Capsule climatique

L’Inondation
Année : 1924
Réalisation : Louis Delluc
Avec : Ève Francis, Edmond Van Daële, Philippe Hériat
L’ère des mélodrames… et pas encore du pétrole. L’intrigue ne repose sur rien de bien original pour l’époque : l’excès est de mise, les archétypes se font face et le finale s’achève par le meurtre désespéré d’un père pour sa fille… Quelques audaces au montage rappelant La Roue, sorti l’année précédente. Mais jusque-là, j’avoue avoir surtout prêté attention aux décors. C’est qu’avant de finir sur une note « thriller » et psychologique, Delluc a le mérite de sortir sa caméra et de montrer le monde tel qu’il est dans un village d’Ardèche, il y a pile un siècle. Avant Gance, on songe peut-être alors plus à Antoine. Les intérieurs sont tournés en studio (à en croire les immenses espaces vides), mais les extérieurs sont précieux. Les images des inondations ont probablement servi de prétexte à cette histoire, mais le plus intéressant concerne bien les plans en extérieurs montrant la vie et les décors naturels d’un monde qui n’est pas encore passé à l’ère des hydrocarbures. En province et dans un siècle, ironiquement, c’est peut-être ça vers quoi tendra un monde avec cinq degrés de plus. À cette époque, les biens matériels se transmettent d’une génération à l’autre. Pas de société de l’hyperconsommation dans laquelle les meubles et les objets sont produits à l’autre bout de la planète. Que de populations, par conséquent, vouées à la production majoritairement locale : on crée, produit, consomme sur place. Cela concerne autant les objets que la nourriture d’ailleurs. Si la France est restée un pays agricole, ce que l’on produit localement ne finit pas forcément dans les cuisines voisines. L’ère du pétrole permet ces échanges longue distance et cette culture du tout-jetable.

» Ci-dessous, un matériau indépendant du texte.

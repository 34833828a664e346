//! Key Pool
//!
//! Pre-generated 16-byte hop secrets. A background thread keeps a bounded
//! channel full; consumers take one key at a time and block, up to a
//! timeout, while the pool is empty.

use std::sync::atomic::{AtomicBool, Ordering};
use std::sync::mpsc::{sync_channel, Receiver, RecvTimeoutError};
use std::sync::Arc;
use std::thread::JoinHandle;
use std::time::Duration;

use libmix_crypto::random_bytes;
use parking_lot::Mutex;
use tracing::{debug, warn};

use crate::{MixError, MixResult, SECRET_LEN};

/// How long [`SecretSource::secret`] waits on an empty pool
pub const DEFAULT_TAKE_TIMEOUT: Duration = Duration::from_secs(5);

/// Where hop secrets come from
pub trait SecretSource: Send + Sync {
    /// One fresh secret
    fn secret(&self) -> MixResult<[u8; SECRET_LEN]>;
}

/// Secrets straight from the OS generator
#[derive(Debug, Clone, Copy, Default)]
pub struct OsSecrets;

impl SecretSource for OsSecrets {
    fn secret(&self) -> MixResult<[u8; SECRET_LEN]> {
        Ok(random_bytes::<SECRET_LEN>()?)
    }
}

/// Bounded pool of pre-generated secrets
#[derive(Debug)]
pub struct KeyPool {
    receiver: Mutex<Option<Receiver<[u8; SECRET_LEN]>>>,
    shutdown: Arc<AtomicBool>,
    producer: Option<JoinHandle<()>>,
    capacity: usize,
}

impl KeyPool {
    /// Start a pool holding up to `capacity` keys
    pub fn new(capacity: usize) -> MixResult<Self> {
        if capacity == 0 {
            return Err(MixError::InvalidConfiguration("key pool capacity must be positive".into()));
        }
        let (tx, rx) = sync_channel(capacity);
        let shutdown = Arc::new(AtomicBool::new(false));
        let stop = Arc::clone(&shutdown);

        let producer = std::thread::Builder::new()
            .name("key-pool".into())
            .spawn(move || {
                while !stop.load(Ordering::Relaxed) {
                    let key = match random_bytes::<SECRET_LEN>() {
                        Ok(key) => key,
                        Err(e) => {
                            warn!(error = %e, "key pool producer stopped");
                            return;
                        }
                    };
                    // blocks while full; fails once the pool is dropped
                    if tx.send(key).is_err() {
                        return;
                    }
                }
            })
            .map_err(|e| MixError::Internal(format!("cannot start key pool: {}", e)))?;

        debug!(capacity, "key pool started");
        Ok(Self {
            receiver: Mutex::new(Some(rx)),
            shutdown,
            producer: Some(producer),
            capacity,
        })
    }

    /// Pool capacity
    pub fn capacity(&self) -> usize {
        self.capacity
    }

    /// Take one key, waiting up to `timeout`
    pub fn take(&self, timeout: Duration) -> MixResult<[u8; SECRET_LEN]> {
        let receiver = self.receiver.lock();
        let rx = receiver.as_ref().ok_or(MixError::ChannelClosed)?;
        match rx.recv_timeout(timeout) {
            Ok(key) => Ok(key),
            Err(RecvTimeoutError::Timeout) => Err(MixError::KeyPoolExhausted),
            Err(RecvTimeoutError::Disconnected) => Err(MixError::ChannelClosed),
        }
    }
}

impl SecretSource for KeyPool {
    fn secret(&self) -> MixResult<[u8; SECRET_LEN]> {
        self.take(DEFAULT_TAKE_TIMEOUT)
    }
}

impl Drop for KeyPool {
    fn drop(&mut self) {
        self.shutdown.store(true, Ordering::Relaxed);
        // unblock a producer waiting on a full channel
        self.receiver.lock().take();
        if let Some(handle) = self.producer.take() {
            let _ = handle.join();
        }
    }
}
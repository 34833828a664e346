//! Cipher Suites and Record Protection
//!
//! Every suite is DHE-RSA with a CBC block cipher and HMAC-SHA1, MAC then
//! encrypt. The IV of each record is the last ciphertext block of the one
//! before it.

use aes::cipher::generic_array::GenericArray;
use aes::cipher::{BlockDecrypt, BlockEncrypt, KeyInit};
use aes::{Aes128, Aes256};
use des::TdesEde3;
use libmix_crypto::{hmac_sha1, random_bytes, Digest20, HASH_LEN};
use subtle::{Choice, ConditionallySelectable, ConstantTimeEq, ConstantTimeLess};
use zeroize::Zeroizing;

use super::record::ContentType;
use super::PROTOCOL_VERSION;
use crate::{MixError, MixResult};

/// Largest random padding added on top of the minimum, in blocks
const MAX_EXTRA_PAD_BLOCKS: u8 = 4;

/// Supported cipher suites
#[derive(Debug, Clone, Copy, PartialEq, Eq, Hash)]
#[repr(u16)]
pub enum CipherSuite {
    /// TLS_DHE_RSA_WITH_3DES_EDE_CBC_SHA
    DheRsa3desEdeCbcSha = 0x0016,
    /// TLS_DHE_RSA_WITH_AES_128_CBC_SHA
    DheRsaAes128CbcSha = 0x0033,
    /// TLS_DHE_RSA_WITH_AES_256_CBC_SHA
    DheRsaAes256CbcSha = 0x0039,
}

impl CipherSuite {
    /// Suite for a wire code
    pub fn from_code(code: u16) -> Option<Self> {
        match code {
            0x0016 => Some(CipherSuite::DheRsa3desEdeCbcSha),
            0x0033 => Some(CipherSuite::DheRsaAes128CbcSha),
            0x0039 => Some(CipherSuite::DheRsaAes256CbcSha),
            _ => None,
        }
    }

    /// Wire code
    pub fn code(self) -> u16 {
        self as u16
    }

    /// Standard name
    pub fn name(self) -> &'static str {
        match self {
            CipherSuite::DheRsa3desEdeCbcSha => "TLS_DHE_RSA_WITH_3DES_EDE_CBC_SHA",
            CipherSuite::DheRsaAes128CbcSha => "TLS_DHE_RSA_WITH_AES_128_CBC_SHA",
            CipherSuite::DheRsaAes256CbcSha => "TLS_DHE_RSA_WITH_AES_256_CBC_SHA",
        }
    }

    /// Cipher key size
    pub fn key_len(self) -> usize {
        match self {
            CipherSuite::DheRsaAes128CbcSha => 16,
            CipherSuite::DheRsa3desEdeCbcSha => 24,
            CipherSuite::DheRsaAes256CbcSha => 32,
        }
    }

    /// Cipher block size
    pub fn block_len(self) -> usize {
        match self {
            CipherSuite::DheRsa3desEdeCbcSha => 8,
            CipherSuite::DheRsaAes128CbcSha | CipherSuite::DheRsaAes256CbcSha => 16,
        }
    }

    /// MAC key and tag size
    pub fn mac_len(self) -> usize {
        HASH_LEN
    }

    /// CBC IV size
    pub fn iv_len(self) -> usize {
        self.block_len()
    }

    /// Key material drawn from the master secret
    pub fn key_block_len(self) -> usize {
        2 * (self.mac_len() + self.key_len() + self.iv_len())
    }
}

/// First suite in `preferred` that the peer also `offered`
pub fn negotiate(offered: &[u16], preferred: &[CipherSuite]) -> MixResult<CipherSuite> {
    preferred
        .iter()
        .copied()
        .find(|suite| offered.contains(&suite.code()))
        .ok_or_else(|| MixError::Protocol("no supported ciphersuite found".into()))
}

enum BlockCipher {
    TdesEde3(TdesEde3),
    Aes128(Aes128),
    Aes256(Aes256),
}

impl BlockCipher {
    fn new(suite: CipherSuite, key: &[u8]) -> MixResult<Self> {
        let invalid = |_| MixError::Crypto(format!("{} needs a {}-byte key", suite.name(), suite.key_len()));
        Ok(match suite {
            CipherSuite::DheRsa3desEdeCbcSha => BlockCipher::TdesEde3(TdesEde3::new_from_slice(key).map_err(invalid)?),
            CipherSuite::DheRsaAes128CbcSha => BlockCipher::Aes128(Aes128::new_from_slice(key).map_err(invalid)?),
            CipherSuite::DheRsaAes256CbcSha => BlockCipher::Aes256(Aes256::new_from_slice(key).map_err(invalid)?),
        })
    }

    /// `block` must be exactly one cipher block
    fn encrypt_block(&self, block: &mut [u8]) {
        match self {
            BlockCipher::TdesEde3(c) => c.encrypt_block(GenericArray::from_mut_slice(block)),
            BlockCipher::Aes128(c) => c.encrypt_block(GenericArray::from_mut_slice(block)),
            BlockCipher::Aes256(c) => c.encrypt_block(GenericArray::from_mut_slice(block)),
        }
    }

    fn decrypt_block(&self, block: &mut [u8]) {
        match self {
            BlockCipher::TdesEde3(c) => c.decrypt_block(GenericArray::from_mut_slice(block)),
            BlockCipher::Aes128(c) => c.decrypt_block(GenericArray::from_mut_slice(block)),
            BlockCipher::Aes256(c) => c.decrypt_block(GenericArray::from_mut_slice(block)),
        }
    }
}

/// Protection state for one direction of a connection
pub struct CipherState {
    suite: CipherSuite,
    cipher: BlockCipher,
    mac_key: Zeroizing<Vec<u8>>,
    iv: Vec<u8>,
    sequence: u64,
}

impl std::fmt::Debug for CipherState {
    fn fmt(&self, f: &mut std::fmt::Formatter<'_>) -> std::fmt::Result {
        f.debug_struct("CipherState")
            .field("suite", &self.suite)
            .field("sequence", &self.sequence)
            .finish_non_exhaustive()
    }
}

impl CipherState {
    /// State keyed from one half of a key block
    pub fn new(suite: CipherSuite, key: &[u8], mac_key: &[u8], iv: &[u8]) -> MixResult<Self> {
        if iv.len() != suite.iv_len() {
            return Err(MixError::Crypto(format!("IV must be {} bytes", suite.iv_len())));
        }
        if mac_key.len() != suite.mac_len() {
            return Err(MixError::Crypto(format!("MAC key must be {} bytes", suite.mac_len())));
        }
        Ok(Self {
            suite,
            cipher: BlockCipher::new(suite, key)?,
            mac_key: Zeroizing::new(mac_key.to_vec()),
            iv: iv.to_vec(),
            sequence: 0,
        })
    }

    /// Negotiated suite
    pub fn suite(&self) -> CipherSuite {
        self.suite
    }

    /// Records processed so far
    pub fn sequence(&self) -> u64 {
        self.sequence
    }

    fn mac(&self, content_type: ContentType, data: &[u8]) -> Digest20 {
        hmac_sha1(
            &self.mac_key,
            &[
                &self.sequence.to_be_bytes(),
                &[content_type as u8],
                &PROTOCOL_VERSION,
                &(data.len() as u16).to_be_bytes(),
                data,
            ],
        )
    }

    fn cbc_encrypt(&mut self, data: &mut [u8]) {
        for block in data.chunks_exact_mut(self.iv.len()) {
            for (b, c) in block.iter_mut().zip(self.iv.iter()) {
                *b ^= c;
            }
            self.cipher.encrypt_block(block);
            self.iv.copy_from_slice(block);
        }
    }

    fn cbc_decrypt(&mut self, data: &mut [u8]) {
        let mut next = vec![0u8; self.iv.len()];
        for block in data.chunks_exact_mut(self.iv.len()) {
            next.copy_from_slice(block);
            self.cipher.decrypt_block(block);
            for (b, c) in block.iter_mut().zip(self.iv.iter()) {
                *b ^= c;
            }
            std::mem::swap(&mut self.iv, &mut next);
        }
    }

    /// MAC, pad and encrypt one record body
    pub fn seal(&mut self, content_type: ContentType, plaintext: &[u8]) -> MixResult<Vec<u8>> {
        let block_len = self.suite.block_len();
        let mac = self.mac(content_type, plaintext);

        let unpadded = plaintext.len() + mac.len() + 1;
        let minimum = (block_len - unpadded % block_len) % block_len;
        let [extra] = random_bytes::<1>()?;
        let pad_len = minimum + (extra % (MAX_EXTRA_PAD_BLOCKS + 1)) as usize * block_len;

        let mut data = Vec::with_capacity(unpadded + pad_len);
        data.extend_from_slice(plaintext);
        data.extend_from_slice(&mac);
        data.resize(unpadded + pad_len, pad_len as u8);

        self.cbc_encrypt(&mut data);
        self.sequence += 1;
        Ok(data)
    }

    /// Decrypt and verify one record body.
    ///
    /// Padding and MAC failures are indistinguishable: the MAC is computed
    /// whatever the padding looks like and both checks are folded into one
    /// result.
    pub fn open(&mut self, content_type: ContentType, ciphertext: &[u8]) -> MixResult<Vec<u8>> {
        let mac_len = self.suite.mac_len();
        if ciphertext.len() % self.suite.block_len() != 0 || ciphertext.len() < mac_len + 1 {
            return Err(MixError::BadRecordMac);
        }

        let mut data = ciphertext.to_vec();
        self.cbc_decrypt(&mut data);

        let len = data.len();
        let claimed = data[len - 1];
        // bytes available for padding between the MAC and the length byte
        let room = len - 1 - mac_len;
        let mut padding_ok = !(room as u64).ct_lt(&(claimed as u64));
        for i in 0..room.min(u8::MAX as usize) {
            let in_padding: Choice = (i as u8).ct_lt(&claimed);
            padding_ok &= !in_padding | data[len - 2 - i].ct_eq(&claimed);
        }
        let pad_len = u8::conditional_select(&0, &claimed, padding_ok) as usize;

        let body_len = room - pad_len;
        let expected = self.mac(content_type, &data[..body_len]);
        let mac_ok = expected[..].ct_eq(&data[body_len..body_len + mac_len]);
        if !bool::from(padding_ok & mac_ok) {
            return Err(MixError::BadRecordMac);
        }

        self.sequence += 1;
        data.truncate(body_len);
        Ok(data)
    }
}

Dans un siècle, à moins d’avoir réussi à passer au tout électrique (difficile pour les bâtiments, les digues, les écluses…), on retournera donc bien probablement à ce monde fait d’objets, de vêtements et de nourriture produits sur place. Avec la main-d’œuvre qui va avec. L’externalisation (comme on dit aujourd’hui, mais à un niveau international) de certaines industries a permis l’essor en Europe des biens de service, à favoriser toute une population dédiée à la connaissance ou à la « tech ». Avec des clients et des concurrents bien spécifiques situés un peu partout dans le monde. Sans pétrole, c’en sera fini de ce confort. Avec le pétrole, jusqu’à la dernière goutte, les inondations n’en seront que plus fortes, plus destructrices, les températures plus délétères pour les cultures, les animaux et les populations. Un ouragan aux États-Unis aujourd’hui peut faire plus d’une centaine de morts ; une inondation telle qu’on peut le voir dans le film pouvait faire, quoi, une dizaine de morts ; avec des événements plus forts et plus destructeurs, les victimes se compteront avec quelques zéros supplémentaires. Et sans moyens d’acheminer l’aide via les facilités du pétrole, ces zones pourront rarement attendre une aide conséquente et rapide des autorités.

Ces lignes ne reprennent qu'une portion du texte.